Thank you for sharing this. It was very informative.

Sometimes our ideas don't necessarily translate in the real world.

Thank you


----------



## carmspack (Feb 2, 2011)

Original post if this would be a good time to consider getting another GS puppy? I figure, that if I were to get one, Kira would be about a year or so of age.

I have the room, and the time to give another puppy. Also feel that Kira would be a fine leader for a puppy, with her natural gentleness, and great temperament. She's amazingly gentle with younger pups
xxxxxx
plan B Giving this some more thought, and raising a pup may not be the best way to go about this.
However, I have the opportunity to get a fully trained daughter of world champion, non agggressive, non dominant female from the breeded of Kira's mom. 

Here's the description of the dog

Stunningly beautiful daughter of world champion VA1 Ober von Bad Boll. Superb temperament for an active family. Show quality, sweet disposition with great drives. _"xxxx" _is hip and elbow certified, DNA tested and micro-chipped. Fully vaccinated, crate and leash trained. DNA certified, SV pink papered German import.

Very well mannered, gentle and not dominant. She gets along with all of my girls and is doing well even with puppies. She has German pink papers, is already hip and elbow certified and DNA tested
DOB 11/15/2010








Click this bar to view the full image.










are you thinking of breeding?
I see the determination , lol.
If this is at the heart of the matter then you would need to set yourself up to do it properly . 

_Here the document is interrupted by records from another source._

//! prtool CLI entrypoint for merged pull request reports.

use std::io::{self, Write};
use std::process::ExitCode;

use clap::Parser;

mod cli;

use cli::Cli;

#[tokio::main]
async fn main() -> ExitCode {
    let args = Cli::parse();
    match cli::run(&args).await {
        Ok(()) => ExitCode::SUCCESS,
        Err(error) => {
            if writeln!(io::stderr().lock(), "Error: {error}").is_err() {
                return ExitCode::FAILURE;
            }
            ExitCode::FAILURE
        }
    }
}
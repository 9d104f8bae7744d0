//! Tests for repository, team, and token parsing.

use rstest::rstest;

use crate::github::locator::parse_api_base;
use crate::github::{IntakeError, PersonalAccessToken, RepositoryOwner, RepositoryRef, TeamRef};

#[rstest]
fn parses_owner_and_name() {
    let repo = RepositoryRef::parse("octo/repo").expect("should parse repository");
    assert_eq!(repo.owner(), "octo", "owner mismatch");
    assert_eq!(repo.name(), "repo", "name mismatch");
    assert_eq!(repo.pulls_path(), "/repos/octo/repo/pulls", "pulls path mismatch");
    assert_eq!(repo.repository_path(), "/repos/octo/repo", "repository path mismatch");
}

#[rstest]
fn surrounding_whitespace_is_ignored() {
    let repo = RepositoryRef::parse("  octo/repo ").expect("should parse trimmed repository");
    assert_eq!(repo.to_string(), "octo/repo");
}

#[rstest]
#[case::no_separator("octo")]
#[case::two_separators("octo/repo/extra")]
#[case::empty_owner("/repo")]
#[case::empty_name("octo/")]
#[case::blank("")]
fn rejects_malformed_repository(#[case] input: &str) {
    let result = RepositoryRef::parse(input);
    assert_eq!(
        result,
        Err(IntakeError::InvalidRepository {
            input: input.to_owned()
        })
    );
}

#[rstest]
fn parses_team_reference() {
    let team = TeamRef::parse("acme/platform").expect("should parse team");
    assert_eq!(team.organization(), "acme");
    assert_eq!(team.slug(), "platform");
    assert_eq!(team.repositories_path(), "/orgs/acme/teams/platform/repos");
}

#[rstest]
#[case::missing_slug("acme")]
#[case::nested("acme/platform/infra")]
#[case::empty_org("/platform")]
fn rejects_malformed_team(#[case] input: &str) {
    let result = TeamRef::parse(input);
    assert!(
        matches!(&result, Err(IntakeError::InvalidTeam { input: rejected }) if rejected == input),
        "expected InvalidTeam, got {result:?}"
    );
}

#[rstest]
#[case::empty("")]
#[case::whitespace("   ")]
fn blank_tokens_are_missing(#[case] raw: &str) {
    assert_eq!(PersonalAccessToken::new(raw), Err(IntakeError::MissingToken));
}

#[rstest]
fn tokens_are_trimmed() {
    let token = PersonalAccessToken::new("  ghp_secret\n").expect("token should be valid");
    assert_eq!(token.value(), "ghp_secret");
}

#[rstest]
fn blank_owner_is_a_configuration_error() {
    let result = RepositoryOwner::new(" ");
    assert!(
        matches!(result, Err(IntakeError::Configuration { .. })),
        "expected Configuration, got {result:?}"
    );
}

#[rstest]
#[case::default(None, "https://api.github.com/")]
#[case::blank(Some("  "), "https://api.github.com/")]
#[case::enterprise(Some("https://ghe.example.com/api/v3"), "https://ghe.example.com/api/v3")]
fn api_base_defaults_to_public_github(#[case] input: Option<&str>, #[case] expected: &str) {
    let url = parse_api_base(input).expect("API base should parse");
    assert_eq!(url.as_str(), expected);
}

#[rstest]
#[case::not_a_url("not a url")]
#[case::wrong_scheme("ftp://ghe.example.com")]
fn api_base_rejects_unusable_urls(#[case] input: &str) {
    let result = parse_api_base(Some(input));
    assert!(
        matches!(result, Err(IntakeError::Configuration { .. })),
        "expected Configuration, got {result:?}"
    );
}
//! Command-line surface.
//!
//! Running `prtool` with scope and window flags produces a report
//! ([`report`]); `prtool init` writes an annotated configuration file
//! ([`init`]). Output helpers live in [`output`].

use camino::Utf8PathBuf;
use clap::{Parser, Subcommand};
use prtool::config::{CONFIG_FILE_NAME, PartialConfig};
use prtool::IntakeError;

pub mod init;
pub mod output;
pub mod report;

/// Summarise merged GitHub pull requests for an organization, team, user, or
/// repository.
#[derive(Debug, Default, Parser)]
#[command(name = "prtool", version, about)]
pub struct Cli {
    /// Subcommand; a report is generated when omitted.
    #[command(subcommand)]
    pub command: Option<Command>,

    /// Config file (default is ~/.prtool.yaml).
    #[arg(long, value_name = "PATH")]
    pub config: Option<String>,

    /// GitHub personal access token.
    #[arg(short = 't', long, value_name = "TOKEN")]
    pub github_token: Option<String>,

    /// GitHub organization.
    #[arg(short = 'o', long)]
    pub org: Option<String>,

    /// GitHub team as org/team; repeat or comma-separate for several.
    #[arg(short = 'T', long = "team", value_name = "ORG/TEAM")]
    pub teams: Vec<String>,

    /// GitHub user.
    #[arg(short = 'u', long)]
    pub user: Option<String>,

    /// GitHub repository as owner/repo.
    #[arg(short = 'r', long, value_name = "OWNER/REPO")]
    pub repo: Option<String>,

    /// Time range, e.g. -7d, -2w, -1m, -1y.
    #[arg(short = 's', long, allow_hyphen_values = true)]
    pub since: Option<String>,

    /// Summarizer provider: stub, openai, or ollama.
    #[arg(short = 'p', long, value_name = "PROVIDER")]
    pub llm_provider: Option<String>,

    /// Summarizer API key.
    #[arg(short = 'k', long, value_name = "KEY")]
    pub llm_api_key: Option<String>,

    /// Summarizer model name.
    #[arg(short = 'm', long, value_name = "MODEL")]
    pub llm_model: Option<String>,

    /// Summarizer base URL.
    #[arg(short = 'b', long, value_name = "URL")]
    pub llm_base_url: Option<String>,

    /// File whose contents replace the built-in prompt.
    #[arg(short = 'P', long, value_name = "PATH")]
    pub prompt: Option<String>,

    /// Write the report here instead of stdout.
    #[arg(short = 'O', long, value_name = "PATH")]
    pub output: Option<String>,

    /// Write logs here instead of stderr.
    #[arg(short = 'l', long, value_name = "PATH")]
    pub log_file: Option<String>,

    /// GitHub API base URL, for GitHub Enterprise.
    #[arg(short = 'g', long, value_name = "URL")]
    pub github_api_url: Option<String>,

    /// Repositories fetched at once.
    #[arg(short = 'c', long, value_name = "N")]
    pub max_concurrency: Option<usize>,

    /// Print matching pull requests as a table and skip the summary.
    #[arg(short = 'd', long)]
    pub dry_run: bool,

    /// Log progress.
    #[arg(short = 'v', long)]
    pub verbose: bool,

    /// Plain logs for CI.
    #[arg(short = 'C', long)]
    pub ci: bool,
}

/// Subcommands.
#[derive(Debug, Subcommand, PartialEq, Eq)]
pub enum Command {
    /// Generate an annotated configuration file.
    Init {
        /// Where to write the file.
        #[arg(long, value_name = "PATH", default_value = CONFIG_FILE_NAME)]
        path: Utf8PathBuf,
    },
}

impl Cli {
    /// The command-line configuration layer.
    ///
    /// Flags contribute only when passed, so an unset flag never overrides
    /// a value from the environment or file.
    #[must_use]
    pub fn layer(&self) -> PartialConfig {
        PartialConfig {
            github_token: self.github_token.clone(),
            org: self.org.clone(),
            team: (!self.teams.is_empty()).then(|| self.teams.join(",")),
            user: self.user.clone(),
            repo: self.repo.clone(),
            since: self.since.clone(),
            llm_provider: self.llm_provider.clone(),
            llm_api_key: self.llm_api_key.clone(),
            llm_model: self.llm_model.clone(),
            llm_base_url: self.llm_base_url.clone(),
            prompt: self.prompt.clone(),
            output: self.output.clone(),
            log_file: self.log_file.clone(),
            github_api_url: self.github_api_url.clone(),
            max_concurrency: self.max_concurrency,
            dry_run: self.dry_run.then_some(true),
            verbose: self.verbose.then_some(true),
            ci: self.ci.then_some(true),
            legacy_github_token: None,
        }
    }
}

/// Dispatches the parsed command line.
///
/// # Errors
///
/// Returns the first [`IntakeError`] raised by the selected operation.
pub async fn run(args: &Cli) -> Result<(), IntakeError> {
    match &args.command {
        Some(Command::Init { path }) => init::run(path),
        None => report::run(args).await,
    }
}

Two females can be like methane and match - 

Carmen
CARMSPACK.com 

Carmen
CARMSPACK.com


----------



## Anthony8858 (Sep 18, 2011)

Sunflowers said:


> You seem to be determined, but I have to add my thought. My husband's fave saying is, "Don't mess with a good thing."





Emoore said:


> I didn't get that vibe at all.



No, I'm not determined. My ultimate goal is to tie my dog a wonderful life, as well as enjoying her every moment with my family.
*In my mind*, I thought getting her a live-in companion on her level would benefit her, and give her longevity. I go to great lengths to get together with a playmate or two, and will NEVER go to our local dog parks. So I figured I'd give her someone to relate to at home.



doggiedad said:


> if i were getting another dog my first dog
> would have to be well trained and highly
> socialized before bringing in another dog.
> is Kira trained and socialized to the level
> that you desire?


This is a trick answer. Kira, IMO is amazing. She's everything we could ask for. However, (as some have mentioned), she is not matured. Lots could change in the next couple years. As some of you recall, she had insecurity issues, and those issues could eventually turn into FA.
So, to be honest, as perfect as she is at the moment, reality says that I need to continue with her program.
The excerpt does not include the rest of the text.